— Your instructions —
Please repeat only these lines, exactly: the one containing "pub const GOLDEN_EGG_SCORE: u32 = 5;" and all that come after it in the material.

BEGIN Available data

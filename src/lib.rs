//! Egg Drop - a tilt-controlled egg-catching arcade game
//!
//! Core modules:
//! - `sim`: Deterministic simulation (fall physics, catch geometry, game state)
//! - `runtime`: Engine actor serializing ticks and tilt input onto one thread
//! - `audio`: Event reactor that maps game events to sound cues
//! - `config`: Playfield geometry, supplied once at construction

pub mod audio;
pub mod config;
pub mod runtime;
pub mod sim;

pub use config::PlayfieldConfig;
pub use runtime::{ChannelSink, Engine, EventSink};

/// Game configuration constants
pub mod consts {
    use std::time::Duration;

    /// Fixed simulation tick interval (wall-clock timer, not frame-locked)
    pub const TICK_INTERVAL: Duration = Duration::from_millis(30);
    /// Nominal tilt sensor sampling interval (irregular intervals tolerated)
    pub const SAMPLE_INTERVAL: Duration = Duration::from_millis(20);

    /// Playfield defaults
    pub const PLAYFIELD_WIDTH: f32 = 400.0;
    pub const PLAYFIELD_HEIGHT: f32 = 800.0;

    /// Basket dimensions - the basket slides along a fixed lane near the floor
    pub const BASKET_WIDTH: f32 = 90.0;
    pub const BASKET_HEIGHT: f32 = 50.0;
    /// Gap between the floor line and the basket's bottom edge
    pub const BASKET_FLOOR_OFFSET: f32 = 20.0;

    /// Egg dimensions
    pub const EGG_SIZE: f32 = 40.0;
    /// Eggs spawn this far below the playfield's top edge
    pub const EGG_SPAWN_MARGIN: f32 = 80.0;

    /// Fall speed at session start (units per tick)
    pub const BASE_FALL_SPEED: f32 = 4.0;
    /// Flat speed increase applied on every catch
    pub const FALL_SPEED_INCREMENT: f32 = 0.3;

    /// Score for a regular catch
    pub const EGG_SCORE: u32 = 1;
    /// Score for a golden catch
    pub const GOLDEN_EGG_SCORE: u32 = 5;
    /// Chance that a freshly spawned egg is golden
    pub const GOLDEN_EGG_CHANCE: f64 = 0.15;

    /// Horizontal displacement per unit of tilt (integrating control)
    pub const TILT_GAIN: f32 = 30.0;
    /// Tilt samples beyond this magnitude are sensor garbage and get clamped
    pub const MAX_TILT: f32 = 4.0;
}
pub const DEFAULT_MAX_DEPTH: usize = 128;

/// Knobs for [`crate::parse_with`].
#[derive(Debug, Clone, Copy, PartialEq, Eq)]
pub struct ParseOptions {
    /// Deepest allowed nesting of objects and arrays. The root container is at depth 1.
    pub max_depth: usize,
    /// Accept a document without any value and read it as `null`.
    pub allow_empty: bool,
}

impl Default for ParseOptions {
    fn default() -> Self {
        Self {
            max_depth: DEFAULT_MAX_DEPTH,
            allow_empty: false,
        }
    }
}

impl ParseOptions {
    pub fn with_max_depth(mut self, max_depth: usize) -> Self {
        self.max_depth = max_depth;
        self
    }

    pub fn with_allow_empty(mut self, allow_empty: bool) -> Self {
        self.allow_empty = allow_empty;
        self
    }
}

END Available data

— Exercise answer —
    pub const GOLDEN_EGG_SCORE: u32 = 5;
    /// Chance that a freshly spawned egg is golden
    pub const GOLDEN_EGG_CHANCE: f64 = 0.15;

    /// Horizontal displacement per unit of tilt (integrating control)
    pub const TILT_GAIN: f32 = 30.0;
    /// Tilt samples beyond this magnitude are sensor garbage and get clamped
    pub const MAX_TILT: f32 = 4.0;
}
pub const DEFAULT_MAX_DEPTH: usize = 128;

/// Knobs for [`crate::parse_with`].
#[derive(Debug, Clone, Copy, PartialEq, Eq)]
pub struct ParseOptions {
    /// Deepest allowed nesting of objects and arrays. The root container is at depth 1.
    pub max_depth: usize,
    /// Accept a document without any value and read it as `null`.
    pub allow_empty: bool,
}

impl Default for ParseOptions {
    fn default() -> Self {
        Self {
            max_depth: DEFAULT_MAX_DEPTH,
            allow_empty: false,
        }
    }
}

impl ParseOptions {
    pub fn with_max_depth(mut self, max_depth: usize) -> Self {
        self.max_depth = max_depth;
        self
    }

    pub fn with_allow_empty(mut self, allow_empty: bool) -> Self {
        self.allow_empty = allow_empty;
        self
    }
}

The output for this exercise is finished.